Below is a listing; reproduce each line of it exactly.

○ ○ ○ ○

//! Flux × orientation matrix: where each terminal stream's weight goes.

use indexmap::IndexMap;
use serde::Serialize;

use super::nested::CategoryRow;

/// One flux, with its weight per orientation.
#[derive(Debug, Clone, PartialEq, Serialize)]
pub struct FluxOrientationRow {
    pub flux: String,
    #[serde(flatten)]
    pub values: IndexMap<String, f64>,
}

impl FluxOrientationRow {
    /// Weight sent to `orientation`, zero when absent.
    pub fn get(&self, orientation: &str) -> f64 {
        self.values.get(orientation).copied().unwrap_or(0.0)
    }

    pub fn total(&self) -> f64 {
        self.values.values().sum()
    }
}

#[derive(Debug, Clone, Default, PartialEq, Serialize)]
pub struct FluxOrientationMatrix {
    /// Orientation columns, in the order the rows first use them.
    pub orientations: Vec<String>,
    pub rows: Vec<FluxOrientationRow>,
}

impl FluxOrientationMatrix {
    pub fn row(&self, flux: &str) -> Option<&FluxOrientationRow> {
        self.rows.iter().find(|r| r.flux == flux)
    }
}

/// Sum rows per `(flux, orientation)` and pivot into one row per flux.
///
/// Cells are ranked by weight, largest first; fluxes and orientations then
/// appear in the order of their heaviest cell. Rows without a flux use their
/// category; rows without an orientation go to `NON DEFINI`.
pub fn build_flux_orientation_matrix(rows: &[CategoryRow]) -> FluxOrientationMatrix {
    let mut cells: IndexMap<(&str, &str), f64> = IndexMap::new();
    for row in rows {
        *cells
            .entry((row.flux_label(), row.orientation_label()))
            .or_insert(0.0) += row.value;
    }
    let mut cells: Vec<((&str, &str), f64)> = cells.into_iter().collect();
    cells.sort_by(|a, b| b.1.total_cmp(&a.1));

    let mut orientations: Vec<String> = Vec::new();
    let mut pivot: IndexMap<&str, IndexMap<String, f64>> = IndexMap::new();
    for ((flux, orientation), value) in cells {
        if !orientations.iter().any(|o| *o == orientation) {
            orientations.push(orientation.to_string());
        }
        pivot
            .entry(flux)
            .or_default()
            .insert(orientation.to_string(), value);
    }

    FluxOrientationMatrix {
        orientations,
        rows: pivot
            .into_iter()
            .map(|(flux, values)| FluxOrientationRow {
                flux: flux.to_string(),
                values,
            })
            .collect(),
    }
}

○ ○ ○ ○

> **Answer for the task**:
//! Flux × orientation matrix: where each terminal stream's weight goes.

use indexmap::IndexMap;
use serde::Serialize;

use super::nested::CategoryRow;

/// One flux, with its weight per orientation.
#[derive(Debug, Clone, PartialEq, Serialize)]
pub struct FluxOrientationRow {
    pub flux: String,
    #[serde(flatten)]
    pub values: IndexMap<String, f64>,
}

impl FluxOrientationRow {
    /// Weight sent to `orientation`, zero when absent.
    pub fn get(&self, orientation: &str) -> f64 {
        self.values.get(orientation).copied().unwrap_or(0.0)
    }

    pub fn total(&self) -> f64 {
        self.values.values().sum()
    }
}

#[derive(Debug, Clone, Default, PartialEq, Serialize)]
pub struct FluxOrientationMatrix {
    /// Orientation columns, in the order the rows first use them.
    pub orientations: Vec<String>,
    pub rows: Vec<FluxOrientationRow>,
}

impl FluxOrientationMatrix {
    pub fn row(&self, flux: &str) -> Option<&FluxOrientationRow> {
        self.rows.iter().find(|r| r.flux == flux)
    }
}

/// Sum rows per `(flux, orientation)` and pivot into one row per flux.
///
/// Cells are ranked by weight, largest first; fluxes and orientations then
/// appear in the order of their heaviest cell. Rows without a flux use their
/// category; rows without an orientation go to `NON DEFINI`.
pub fn build_flux_orientation_matrix(rows: &[CategoryRow]) -> FluxOrientationMatrix {
    let mut cells: IndexMap<(&str, &str), f64> = IndexMap::new();
    for row in rows {
        *cells
            .entry((row.flux_label(), row.orientation_label()))
            .or_insert(0.0) += row.value;
    }
    let mut cells: Vec<((&str, &str), f64)> = cells.into_iter().collect();
    cells.sort_by(|a, b| b.1.total_cmp(&a.1));

    let mut orientations: Vec<String> = Vec::new();
    let mut pivot: IndexMap<&str, IndexMap<String, f64>> = IndexMap::new();
    for ((flux, orientation), value) in cells {
        if !orientations.iter().any(|o| *o == orientation) {
            orientations.push(orientation.to_string());
        }
        pivot
            .entry(flux)
            .or_default()
            .insert(orientation.to_string(), value);
    }

    FluxOrientationMatrix {
        orientations,
        rows: pivot
            .into_iter()
            .map(|(flux, values)| FluxOrientationRow {
                flux: flux.to_string(),
                values,
            })
            .collect(),
    }
}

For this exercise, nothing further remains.